[THE DATA Boundary: Start]
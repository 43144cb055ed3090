use uuid::Uuid;

/// Process-local identity of a configured endpoint.
#[derive(Debug, Clone, Copy, PartialEq, Eq, Hash)]
pub struct EndpointId(pub Uuid);

impl EndpointId {
    pub fn new() -> Self {
        Self(Uuid::new_v4())
    }

    pub fn short(&self) -> String {
        self.0.to_string()[..8].to_string()
    }
}

impl Default for EndpointId {
    fn default() -> Self {
        Self::new()
    }
}

impl std::fmt::Display for EndpointId {
    fn fmt(&self, f: &mut std::fmt::Formatter<'_>) -> std::fmt::Result {
        write!(f, "{}", self.0)
    }
}

/// Opaque message identifier assigned by a remote endpoint.
///
/// Servers send either strings or integers; both are kept as their textual
/// form since the id is only ever echoed back as `since_id`.
#[derive(Debug, Clone, PartialEq, Eq, Hash)]
pub struct MessageId(pub String);

impl MessageId {
    pub fn as_str(&self) -> &str {
        &self.0
    }

    /// Interpret a raw JSON value as an id. Empty strings, nulls, and
    /// structured values carry no usable id.
    pub fn from_json(value: &serde_json::Value) -> Option<Self> {
        match value {
            serde_json::Value::String(s) if !s.is_empty() => Some(Self(s.clone())),
            serde_json::Value::Number(n) => Some(Self(n.to_string())),
            _ => None,
        }
    }
}

impl From<&str> for MessageId {
    fn from(s: &str) -> Self {
        Self(s.to_string())
    }
}

impl std::fmt::Display for MessageId {
    fn fmt(&self, f: &mut std::fmt::Formatter<'_>) -> std::fmt::Result {
        f.write_str(&self.0)
    }
}
//! # blob-shared
//!
//! Types shared by every Blob crate: the chat message model as served by
//! remote endpoints, the events handed to the presentation sink, the error
//! taxonomy and process-wide constants.

pub mod constants;
pub mod error;
pub mod events;
pub mod protocol;
pub mod timestamp;
pub mod types;

pub use error::{EndpointError, ProtocolError, TransportError, ValidationError};
pub use events::{DisplayEvent, SinkEvent, SystemEvent, SystemLevel};
pub use protocol::{Message, MessagesEnvelope, PostResponse};
pub use types::{EndpointId, MessageId};
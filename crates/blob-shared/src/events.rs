//! Events consumed by the presentation sink, in emission order.

use crate::protocol::Message;
use crate::timestamp::format_timestamp;

/// One remote chat message, ready to display.
#[derive(Debug, Clone, PartialEq, Eq)]
pub struct DisplayEvent {
    pub source_label: String,
    pub formatted_timestamp: String,
    pub author: String,
    pub body: String,
}

impl DisplayEvent {
    pub fn from_message(source_label: &str, message: &Message) -> Self {
        Self {
            source_label: source_label.to_string(),
            formatted_timestamp: format_timestamp(&message.timestamp),
            author: message.author.clone(),
            body: message.body.clone(),
        }
    }
}

impl std::fmt::Display for DisplayEvent {
    fn fmt(&self, f: &mut std::fmt::Formatter<'_>) -> std::fmt::Result {
        write!(
            f,
            "[{}] {} <{}> {}",
            self.source_label, self.formatted_timestamp, self.author, self.body
        )
    }
}

#[derive(Debug, Clone, Copy, PartialEq, Eq)]
pub enum SystemLevel {
    Info,
    Error,
}

/// A client-side notice (confirmation or error) for the user.
#[derive(Debug, Clone, PartialEq, Eq)]
pub struct SystemEvent {
    pub level: SystemLevel,
    pub message: String,
}

impl SystemEvent {
    pub fn info(message: impl Into<String>) -> Self {
        Self {
            level: SystemLevel::Info,
            message: message.into(),
        }
    }

    pub fn error(message: impl Into<String>) -> Self {
        Self {
            level: SystemLevel::Error,
            message: message.into(),
        }
    }
}

impl std::fmt::Display for SystemEvent {
    fn fmt(&self, f: &mut std::fmt::Formatter<'_>) -> std::fmt::Result {
        let tag = match self.level {
            SystemLevel::Info => "System",
            SystemLevel::Error => "Error",
        };
        write!(f, "[{tag}] {}", self.message)
    }
}

#[derive(Debug, Clone, PartialEq, Eq)]
pub enum SinkEvent {
    Display(DisplayEvent),
    System(SystemEvent),
}

impl std::fmt::Display for SinkEvent {
    fn fmt(&self, f: &mut std::fmt::Formatter<'_>) -> std::fmt::Result {
        match self {
            SinkEvent::Display(e) => write!(f, "{e}"),
            SinkEvent::System(e) => write!(f, "{e}"),
        }
    }
}

impl From<DisplayEvent> for SinkEvent {
    fn from(e: DisplayEvent) -> Self {
        SinkEvent::Display(e)
    }
}

impl From<SystemEvent> for SinkEvent {
    fn from(e: SystemEvent) -> Self {
        SinkEvent::System(e)
    }
}
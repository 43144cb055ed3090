// HTTP side of the client: remote endpoints and the background poller.

pub mod endpoint;
pub mod poller;
pub mod registry;

pub use endpoint::{normalize_location, Endpoint, EndpointConfig, HttpContext};
pub use poller::{poll_once, spawn_poller, PollerConfig, PollerHandle, SinkClosed};
pub use registry::EndpointRegistry;
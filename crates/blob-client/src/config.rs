//! Client configuration loaded from environment variables.
//!
//! Every setting has a default so the client starts with zero configuration;
//! servers can then be added interactively.

use std::time::Duration;

use blob_net::{EndpointConfig, PollerConfig};
use blob_shared::constants::{
    DEFAULT_DISPLAY_NAME, DEFAULT_POLL_INTERVAL_MS, DEFAULT_REQUEST_TIMEOUT_MS,
    DEFAULT_SINK_CAPACITY,
};

/// A server to register at startup.
#[derive(Debug, Clone, PartialEq, Eq)]
pub struct ServerSpec {
    pub location: String,
    pub label: Option<String>,
}

#[derive(Debug, Clone)]
pub struct ClientConfig {
    /// Initial display name.
    /// Env: `BLOB_DISPLAY_NAME`
    /// Default: `Guest`
    pub display_name: String,

    /// Pause between two poll ticks.
    /// Env: `BLOB_POLL_INTERVAL_MS`
    /// Default: `2000`
    pub poll_interval: Duration,

    /// Hard timeout of a single post or fetch.
    /// Env: `BLOB_REQUEST_TIMEOUT_MS`
    /// Default: `5000`
    pub request_timeout: Duration,

    /// Appended to `post_message` / `get_messages`.
    /// Env: `BLOB_RESOURCE_SUFFIX` (e.g. `.php`)
    /// Default: empty
    pub resource_suffix: String,

    /// Servers added before the prompt opens, first one active.
    /// Env: `BLOB_SERVERS`, comma separated `url` or `label=url`
    /// Default: none
    pub servers: Vec<ServerSpec>,

    /// Capacity of the channel feeding the console.
    /// Env: `BLOB_SINK_CAPACITY`
    /// Default: `256`
    pub sink_capacity: usize,
}

impl Default for ClientConfig {
    fn default() -> Self {
        Self {
            display_name: DEFAULT_DISPLAY_NAME.to_string(),
            poll_interval: Duration::from_millis(DEFAULT_POLL_INTERVAL_MS),
            request_timeout: Duration::from_millis(DEFAULT_REQUEST_TIMEOUT_MS),
            resource_suffix: String::new(),
            servers: Vec::new(),
            sink_capacity: DEFAULT_SINK_CAPACITY,
        }
    }
}

impl ClientConfig {
    /// Load configuration from environment variables, falling back to defaults.
    pub fn from_env() -> Self {
        Self::from_lookup(|key| std::env::var(key).ok())
    }

    pub fn from_lookup(lookup: impl Fn(&str) -> Option<String>) -> Self {
        let mut config = Self::default();

        if let Some(name) = lookup("BLOB_DISPLAY_NAME") {
            if !name.trim().is_empty() {
                config.display_name = name.trim().to_string();
            }
        }

        if let Some(ms) = parse_millis(&lookup, "BLOB_POLL_INTERVAL_MS") {
            config.poll_interval = ms;
        }

        if let Some(ms) = parse_millis(&lookup, "BLOB_REQUEST_TIMEOUT_MS") {
            config.request_timeout = ms;
        }

        if let Some(suffix) = lookup("BLOB_RESOURCE_SUFFIX") {
            config.resource_suffix = suffix.trim().to_string();
        }

        if let Some(list) = lookup("BLOB_SERVERS") {
            config.servers = parse_servers(&list);
        }

        if let Some(val) = lookup("BLOB_SINK_CAPACITY") {
            match val.trim().parse::<usize>() {
                Ok(n) if n > 0 => config.sink_capacity = n,
                _ => tracing::warn!(value = %val, "Invalid BLOB_SINK_CAPACITY, using default"),
            }
        }

        config
    }

    pub fn endpoint_config(&self) -> EndpointConfig {
        EndpointConfig {
            request_timeout: self.request_timeout,
            resource_suffix: self.resource_suffix.clone(),
        }
    }

    pub fn poller_config(&self) -> PollerConfig {
        PollerConfig {
            interval: self.poll_interval,
        }
    }
}

fn parse_millis(lookup: &impl Fn(&str) -> Option<String>, key: &str) -> Option<Duration> {
    let val = lookup(key)?;
    match val.trim().parse::<u64>() {
        Ok(ms) if ms > 0 => Some(Duration::from_millis(ms)),
        _ => {
            tracing::warn!(key, value = %val, "Invalid duration, using default");
            None
        }
    }
}

/// Parse `label=url,url,...`. A `=` only introduces a label when the part
/// before it is not itself a URL.
pub fn parse_servers(list: &str) -> Vec<ServerSpec> {
    list.split(',')
        .map(str::trim)
        .filter(|entry| !entry.is_empty())
        .map(|entry| match entry.split_once('=') {
            Some((label, location)) if !label.contains("://") => ServerSpec {
                location: location.trim().to_string(),
                label: Some(label.trim().to_string()),
            },
            _ => ServerSpec {
                location: entry.to_string(),
                label: None,
            },
        })
        .collect()
}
[THE DATA Boundary: End]
• **TO DO**: In the data above, which lines have "strings"? Report each of them.

• **FINISHED TASK**:
/// Servers send either strings or integers; both are kept as their textual
    /// Interpret a raw JSON value as an id. Empty strings, nulls, and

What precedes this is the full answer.